As a young adult, you may struggle with all those same childhood issues, only now you are able to make choices that bring about bad situations that are in large part of your own making. Though often having a predisposition to poor life choices is a direct result of childhood trauma. As a young adult most are unaware of this and can still lead to a feeling of hopelessness, that you are doomed or cursed to suffer pain forever not realizing the pain is a direct result of your own choices. Or, for those that are aware of this, it’s common to feel like a bad or broken person who has no control over your bad choices and feel hopeless to ever get control over your life.
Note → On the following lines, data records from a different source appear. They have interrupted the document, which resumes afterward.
use axum::{routing::post, Router};

pub mod cohorts;
pub mod fee_structures;
pub mod invoices;
pub mod payments;
pub mod stats;
pub mod system;

/// Router for all tenant-scoped endpoints.
pub fn router() -> Router {
    Router::new()
        .nest("/fee-structures", fee_structures::router())
        .route("/cohorts/:cohort/accounts", post(cohorts::upsert_accounts))
        .nest("/invoices", invoices::router())
        .nest("/stats", stats::router())
}
//! Human-readable invoice numbers: `<PREFIX>-<academicYear>-<000001>`.
//!
//! Numbers are unique per tenant. A number drawn for an issue that then loses
//! its race is not returned to the pool, so sequences may have gaps.
//!
//! Counters live in memory; the engine advances them past every number already
//! issued in the store (`observe`) before it draws for a tenant.

use std::collections::HashMap;
use std::sync::Mutex;

use feeledger_billing::AcademicYear;
use feeledger_core::TenantId;

pub trait InvoiceNumberSequence: Send + Sync {
    fn next(&self, tenant_id: TenantId, academic_year: &AcademicYear) -> String;

    /// Record an already issued number so `next` never hands it out again.
    fn observe(&self, tenant_id: TenantId, academic_year: &AcademicYear, invoice_number: &str);
}

#[derive(Debug)]
pub struct InMemoryInvoiceNumbers {
    prefix: String,
    counters: Mutex<HashMap<(TenantId, AcademicYear), u64>>,
}

impl InMemoryInvoiceNumbers {
    pub fn new(prefix: impl Into<String>) -> Self {
        Self {
            prefix: prefix.into(),
            counters: Mutex::new(HashMap::new()),
        }
    }
}

impl InvoiceNumberSequence for InMemoryInvoiceNumbers {
    fn next(&self, tenant_id: TenantId, academic_year: &AcademicYear) -> String {
        let mut counters = match self.counters.lock() {
            Ok(guard) => guard,
            Err(poisoned) => poisoned.into_inner(),
        };
        let seq = counters
            .entry((tenant_id, academic_year.clone()))
            .or_insert(0);
        *seq += 1;
        format_invoice_number(&self.prefix, academic_year, *seq)
    }

    fn observe(&self, tenant_id: TenantId, academic_year: &AcademicYear, invoice_number: &str) {
        let Some(issued) = parse_sequence(invoice_number) else {
            return;
        };
        let mut counters = match self.counters.lock() {
            Ok(guard) => guard,
            Err(poisoned) => poisoned.into_inner(),
        };
        let seq = counters
            .entry((tenant_id, academic_year.clone()))
            .or_insert(0);
        *seq = (*seq).max(issued);
    }
}

/// Trailing sequence of a formatted number, whatever its prefix.
pub fn parse_sequence(invoice_number: &str) -> Option<u64> {
    invoice_number.rsplit('-').next()?.parse().ok()
}

pub fn format_invoice_number(prefix: &str, academic_year: &AcademicYear, seq: u64) -> String {
    format!("{prefix}-{academic_year}-{seq:06}")
}

#[cfg(test)]
mod tests {
    use super::*;

    #[test]
    fn sequences_are_per_tenant_and_year() {
        let numbers = InMemoryInvoiceNumbers::new("INV");
        let y1 = AcademicYear::parse("2025-2026").unwrap();
        let y2 = AcademicYear::parse("2026-2027").unwrap();
        let t1 = TenantId::new();
        let t2 = TenantId::new();

        assert_eq!(numbers.next(t1, &y1), "INV-2025-2026-000001");
        assert_eq!(numbers.next(t1, &y1), "INV-2025-2026-000002");
        assert_eq!(numbers.next(t2, &y1), "INV-2025-2026-000001");
        assert_eq!(numbers.next(t1, &y2), "INV-2026-2027-000001");
    }

    #[test]
    fn observed_numbers_are_never_reissued() {
        let numbers = InMemoryInvoiceNumbers::new("INV");
        let year = AcademicYear::parse("2025-2026").unwrap();
        let tenant = TenantId::new();

        numbers.observe(tenant, &year, "INV-2025-2026-000007");
        numbers.observe(tenant, &year, "INV-2025-2026-000003");
        numbers.observe(tenant, &year, "garbage");
        assert_eq!(numbers.next(tenant, &year), "INV-2025-2026-000008");
    }
}
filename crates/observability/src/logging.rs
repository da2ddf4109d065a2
//! Tracing/logging initialization.
//!
//! JSON lines by default so engine fields (`tenant_id`, `invoice_id`, amounts
//! in minor units) stay machine-readable. `RUST_LOG` overrides the filter.

use tracing_subscriber::EnvFilter;

pub const ENV_LOG_FORMAT: &str = "FEELEDGER_LOG_FORMAT";

#[derive(Debug, Clone, Copy, PartialEq, Eq, Default)]
pub enum LogFormat {
    #[default]
    Json,
    /// Human-readable, for local runs.
    Pretty,
}

impl LogFormat {
    /// `pretty` selects [`LogFormat::Pretty`]; anything else is JSON.
    pub fn from_env() -> Self {
        match std::env::var(ENV_LOG_FORMAT) {
            Ok(v) if v.trim().eq_ignore_ascii_case("pretty") => LogFormat::Pretty,
            _ => LogFormat::Json,
        }
    }
}

/// Initialize with the `info` default and the format from `FEELEDGER_LOG_FORMAT`.
///
/// Safe to call multiple times (subsequent calls are no-ops).
pub fn init() {
    init_with("info", LogFormat::from_env());
}

pub fn init_with(default_directive: &str, format: LogFormat) {
    let filter = EnvFilter::try_from_default_env().unwrap_or_else(|_| EnvFilter::new(default_directive));

    let builder = tracing_subscriber::fmt()
        .with_env_filter(filter)
        .with_timer(tracing_subscriber::fmt::time::SystemTime);

    // try_init fails once a global subscriber exists; that is the no-op case.
    let _ = match format {
        LogFormat::Json => builder.json().with_target(false).try_init(),
        LogFormat::Pretty => builder.with_target(true).try_init(),
    };
}

#[cfg(test)]
mod tests {
    use super::*;

    #[test]
    fn repeated_init_is_harmless() {
        init_with("debug", LogFormat::Json);
        init_with("info", LogFormat::Pretty);
        init();
        tracing::info!(tenant_id = "t-1", "still logging");
    }
}
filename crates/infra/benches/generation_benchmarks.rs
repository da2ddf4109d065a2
use std::hint::black_box;
use std::sync::Arc;

use chrono::{Duration, Utc};
use criterion::{BatchSize, BenchmarkId, Criterion, Throughput, criterion_group, criterion_main};

use feeledger_billing::{
    AcademicYear, BillingMonth, BillingPeriod, ComponentType, FeeComponent, FeeStructureId,
    Frequency, PaymentDetails, PaymentMethod,
};
use feeledger_core::{AccountId, Money, TenantId, UserId};
use feeledger_infra::directory::{Account, CohortFilter, InMemoryCohortDirectory};
use feeledger_infra::projections::InvoiceFilter;
use feeledger_infra::services::{DefineStructure, GenerateInvoices, RecordPaymentRequest};
use feeledger_infra::{BillingConfig, BillingContext, InMemoryBillingEngine};

fn year() -> AcademicYear {
    AcademicYear::parse("2025-2026").unwrap()
}

fn component(name: &str, amount: u64, frequency: Frequency) -> FeeComponent {
    FeeComponent {
        name: name.to_string(),
        component_type: ComponentType::Tuition,
        amount: Money::from_minor(amount),
        frequency,
        is_mandatory: true,
        due_day: 10,
    }
}

/// Engine with one structure and a roster of `accounts`, every fifth discounted.
fn setup(accounts: usize, workers: usize) -> (InMemoryBillingEngine, BillingContext, FeeStructureId) {
    let directory = Arc::new(InMemoryCohortDirectory::new());
    let engine = InMemoryBillingEngine::in_memory(
        directory.clone(),
        BillingConfig::default().with_generation_workers(workers),
    );
    let ctx = BillingContext::new(TenantId::new(), UserId::new());
    let structure = engine
        .define_structure(
            &ctx,
            DefineStructure {
                name: "Grade 5".to_string(),
                academic_year: year(),
                cohort_groups: vec![],
                description: None,
                components: vec![
                    component("Tuition", 50_000, Frequency::Monthly),
                    component("Transport", 12_000, Frequency::Monthly),
                    component("Admission", 100_000, Frequency::OneTime),
                ],
                late_fee: None,
            },
        )
        .unwrap();
    directory
        .upsert_accounts(
            ctx.tenant_id,
            "grade-5",
            (0..accounts).map(|i| Account {
                account_id: AccountId::new(),
                name: format!("student-{i}"),
                group: None,
                active: true,
                discount_percent: (i % 5 == 0).then(|| "12.5".to_string()),
            }),
        )
        .unwrap();
    (engine, ctx, structure.structure_id)
}

fn request(structure_id: FeeStructureId) -> GenerateInvoices {
    GenerateInvoices {
        structure_id,
        cohort: CohortFilter::new("grade-5"),
        period: BillingPeriod::monthly(year(), BillingMonth::new(4).unwrap()),
        due_date: Utc::now() + Duration::days(10),
        as_draft: false,
    }
}

fn bench_bulk_generation(c: &mut Criterion) {
    let mut group = c.benchmark_group("bulk_generation");
    group.sample_size(20);

    for accounts in [10usize, 100, 1000] {
        group.throughput(Throughput::Elements(accounts as u64));
        for workers in [1usize, 4] {
            group.bench_with_input(
                BenchmarkId::new(format!("workers_{workers}"), accounts),
                &accounts,
                |b, &accounts| {
                    b.iter_batched(
                        || setup(accounts, workers),
                        |(engine, ctx, structure_id)| {
                            let out = engine
                                .generate_invoices(&ctx, &request(structure_id))
                                .unwrap();
                            black_box(out.generated.len())
                        },
                        BatchSize::LargeInput,
                    );
                },
            );
        }
    }

    group.finish();
}

fn bench_idempotent_rerun(c: &mut Criterion) {
    let mut group = c.benchmark_group("idempotent_rerun");
    let (engine, ctx, structure_id) = setup(500, 4);
    engine.generate_invoices(&ctx, &request(structure_id)).unwrap();

    group.throughput(Throughput::Elements(500));
    group.bench_function("all_skipped_500", |b| {
        b.iter(|| {
            let out = engine.generate_invoices(&ctx, &request(structure_id)).unwrap();
            black_box(out.skipped)
        });
    });

    group.finish();
}

fn bench_payment_on_long_ledger(c: &mut Criterion) {
    let mut group = c.benchmark_group("payment_latency");

    for history in [0usize, 100, 1000] {
        group.bench_with_input(
            BenchmarkId::new("record_payment_after", history),
            &history,
            |b, &history| {
                let (engine, ctx, structure_id) = setup(1, 1);
                engine.generate_invoices(&ctx, &request(structure_id)).unwrap();
                let invoice_id = engine.list_invoices(&ctx, &InvoiceFilter::default())[0].invoice_id;
                let pay = |amount: u64| RecordPaymentRequest {
                    invoice_id,
                    amount: Money::from_minor(amount),
                    method: PaymentMethod::Cash,
                    payment_date: None,
                    details: PaymentDetails::new(),
                    idempotency_key: None,
                };
                for _ in 0..history {
                    engine.record_payment(&ctx, pay(1)).unwrap();
                }

                // Rejected overpayments exercise load + rehydrate + decide
                // without growing the stream between samples.
                b.iter(|| {
                    let err = engine.record_payment(&ctx, pay(u64::MAX / 2)).unwrap_err();
                    black_box(err.kind())
                });
            },
        );
    }

    group.finish();
}

criterion_group!(
    benches,
    bench_bulk_generation,
    bench_idempotent_rerun,
    bench_payment_on_long_ledger
);
criterion_main!(benches);
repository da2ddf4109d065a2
use feeledger_core::{TenantId, UserId};
use feeledger_infra::BillingContext;

/// Tenant context for a request.
///
/// This is immutable and must be present for all billing routes.
#[derive(Debug, Copy, Clone, PartialEq, Eq)]
pub struct TenantContext {
    tenant_id: TenantId,
}

impl TenantContext {
    pub fn new(tenant_id: TenantId) -> Self {
        Self { tenant_id }
    }

    pub fn tenant_id(&self) -> TenantId {
        self.tenant_id
    }
}

/// Acting user, as asserted by the upstream gateway.
#[derive(Debug, Copy, Clone, PartialEq, Eq)]
pub struct ActorContext {
    actor_id: UserId,
}

impl ActorContext {
    pub fn new(actor_id: UserId) -> Self {
        Self { actor_id }
    }

    pub fn actor_id(&self) -> UserId {
        self.actor_id
    }
}

pub fn billing_context(tenant: TenantContext, actor: ActorContext) -> BillingContext {
    BillingContext::new(tenant.tenant_id(), actor.actor_id())
}
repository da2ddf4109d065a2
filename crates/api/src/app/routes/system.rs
use axum::http::StatusCode;

pub async fn health() -> StatusCode {
    StatusCode::OK
}
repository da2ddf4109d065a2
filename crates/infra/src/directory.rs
//! Cohort directory boundary.
//!
//! Accounts and cohorts are owned by an external system; the billing engine
//! only reads rosters through [`CohortDirectory`].

use std::collections::HashMap;
use std::sync::RwLock;

use serde::{Deserialize, Serialize};
use thiserror::Error;

use feeledger_core::{AccountId, DiscountRate, DomainResult, TenantId};

#[derive(Debug, Clone, PartialEq, Eq, Serialize, Deserialize)]
pub struct CohortFilter {
    pub cohort: String,
    /// Narrow the roster to one group (section) of the cohort.
    pub group: Option<String>,
}

impl CohortFilter {
    pub fn new(cohort: impl Into<String>) -> Self {
        Self {
            cohort: cohort.into(),
            group: None,
        }
    }

    pub fn with_group(mut self, group: impl Into<String>) -> Self {
        self.group = Some(group.into());
        self
    }
}

/// Account as reported by the directory.
///
/// `discount_percent` is kept as the raw directory value; a malformed rate
/// fails that one account during generation, not the whole roster.
#[derive(Debug, Clone, PartialEq, Eq, Serialize, Deserialize)]
pub struct Account {
    pub account_id: AccountId,
    pub name: String,
    #[serde(default)]
    pub group: Option<String>,
    #[serde(default = "default_active")]
    pub active: bool,
    #[serde(default)]
    pub discount_percent: Option<String>,
}

fn default_active() -> bool {
    true
}

impl Account {
    pub fn discount_rate(&self) -> DomainResult<DiscountRate> {
        match self.discount_percent.as_deref() {
            None => Ok(DiscountRate::ZERO),
            Some(raw) if raw.trim().is_empty() => Ok(DiscountRate::ZERO),
            Some(raw) => raw.parse(),
        }
    }
}

#[derive(Debug, Error)]
pub enum DirectoryError {
    #[error("cohort directory unavailable: {0}")]
    Unavailable(String),
}

pub trait CohortDirectory: Send + Sync {
    /// Roster of `filter.cohort` in `tenant_id`, inactive accounts included.
    fn resolve_cohort(
        &self,
        tenant_id: TenantId,
        filter: &CohortFilter,
    ) -> Result<Vec<Account>, DirectoryError>;
}

/// In-memory directory for tests and dev wiring.
#[derive(Debug, Default)]
pub struct InMemoryCohortDirectory {
    inner: RwLock<HashMap<(TenantId, String), Vec<Account>>>,
}

impl InMemoryCohortDirectory {
    pub fn new() -> Self {
        Self::default()
    }

    /// Insert or replace accounts (matched by `account_id`) in a cohort.
    pub fn upsert_accounts(
        &self,
        tenant_id: TenantId,
        cohort: &str,
        accounts: impl IntoIterator<Item = Account>,
    ) -> Result<(), DirectoryError> {
        let mut map = self
            .inner
            .write()
            .map_err(|_| DirectoryError::Unavailable("lock poisoned".to_string()))?;
        let roster = map.entry((tenant_id, cohort.to_string())).or_default();
        for account in accounts {
            match roster.iter_mut().find(|a| a.account_id == account.account_id) {
                Some(existing) => *existing = account,
                None => roster.push(account),
            }
        }
        Ok(())
    }
}

impl CohortDirectory for InMemoryCohortDirectory {
    fn resolve_cohort(
        &self,
        tenant_id: TenantId,
        filter: &CohortFilter,
    ) -> Result<Vec<Account>, DirectoryError> {
        let map = self
            .inner
            .read()
            .map_err(|_| DirectoryError::Unavailable("lock poisoned".to_string()))?;
        let roster = map
            .get(&(tenant_id, filter.cohort.clone()))
            .cloned()
            .unwrap_or_default();
        Ok(match filter.group.as_deref() {
            Some(group) => roster
                .into_iter()
                .filter(|a| a.group.as_deref() == Some(group))
                .collect(),
            None => roster,
        })
    }
}
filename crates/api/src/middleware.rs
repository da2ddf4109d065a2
use axum::{
    http::{HeaderMap, StatusCode},
    middleware::Next,
    response::Response,
};

use feeledger_core::{TenantId, UserId};

use crate::context::{ActorContext, TenantContext};

pub const TENANT_HEADER: &str = "x-tenant-id";
pub const ACTOR_HEADER: &str = "x-actor-id";

/// Resolve tenant and actor from gateway headers.
///
/// Authentication happens upstream; a request without both headers never
/// reaches a billing route.
pub async fn context_middleware(
    mut req: axum::http::Request<axum::body::Body>,
    next: Next,
) -> Result<Response, StatusCode> {
    let tenant_id: TenantId = parse_header(req.headers(), TENANT_HEADER)?;
    let actor_id: UserId = parse_header(req.headers(), ACTOR_HEADER)?;

    req.extensions_mut().insert(TenantContext::new(tenant_id));
    req.extensions_mut().insert(ActorContext::new(actor_id));

    Ok(next.run(req).await)
}

fn parse_header<T: std::str::FromStr>(headers: &HeaderMap, name: &str) -> Result<T, StatusCode> {
    let value = headers.get(name).ok_or(StatusCode::UNAUTHORIZED)?;
    let value = value.to_str().map_err(|_| StatusCode::UNAUTHORIZED)?;
    value.trim().parse().map_err(|_| StatusCode::UNAUTHORIZED)
}
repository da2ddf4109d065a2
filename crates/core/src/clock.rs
//! Injectable time source.
//!
//! Overdue detection compares against "now"; services take a `Clock` so tests
//! can pin or advance time deterministically.

use std::sync::{Arc, RwLock};

use chrono::{DateTime, Duration, Utc};

pub trait Clock: Send + Sync {
    fn now(&self) -> DateTime<Utc>;
}

impl<C> Clock for Arc<C>
where
    C: Clock + ?Sized,
{
    fn now(&self) -> DateTime<Utc> {
        (**self).now()
    }
}

/// Wall-clock time.
#[derive(Debug, Default, Clone, Copy)]
pub struct SystemClock;

impl Clock for SystemClock {
    fn now(&self) -> DateTime<Utc> {
        Utc::now()
    }
}

/// Manually controlled clock for tests/dev.
#[derive(Debug)]
pub struct FixedClock {
    now: RwLock<DateTime<Utc>>,
}

impl FixedClock {
    pub fn new(now: DateTime<Utc>) -> Self {
        Self {
            now: RwLock::new(now),
        }
    }

    pub fn set(&self, now: DateTime<Utc>) {
        if let Ok(mut guard) = self.now.write() {
            *guard = now;
        }
    }

    pub fn advance(&self, by: Duration) {
        if let Ok(mut guard) = self.now.write() {
            *guard += by;
        }
    }
}

impl Clock for FixedClock {
    fn now(&self) -> DateTime<Utc> {
        match self.now.read() {
            Ok(guard) => *guard,
            Err(poisoned) => *poisoned.into_inner(),
        }
    }
}

#[cfg(test)]
mod tests {
    use super::*;

    #[test]
    fn fixed_clock_advances() {
        let start = Utc::now();
        let clock = FixedClock::new(start);
        clock.advance(Duration::days(3));
        assert_eq!(clock.now(), start + Duration::days(3));
    }
}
By the time you mature into full adulthood, all those past traumas have compiled on you. You are dealing with any past trauma from childhood, and young adulthood. The older you get; you again start falling victim to external causes of trauma. You are seeing more and more loved one’s with health problems and dying. You are more effected by economics’ and social stigmata. You might have children or teenagers that are out of control and you don’t know how to save them. As a mother myself this can truly be one of the hopeless feelings. Maybe your spouse had an affair or left you. Of course, there is still residual effects of past trauma’s the influence the choices you make in life bad or good. Only now, you are much more likely to understand that about yourself. As you age, generally, your self-awareness grows as well.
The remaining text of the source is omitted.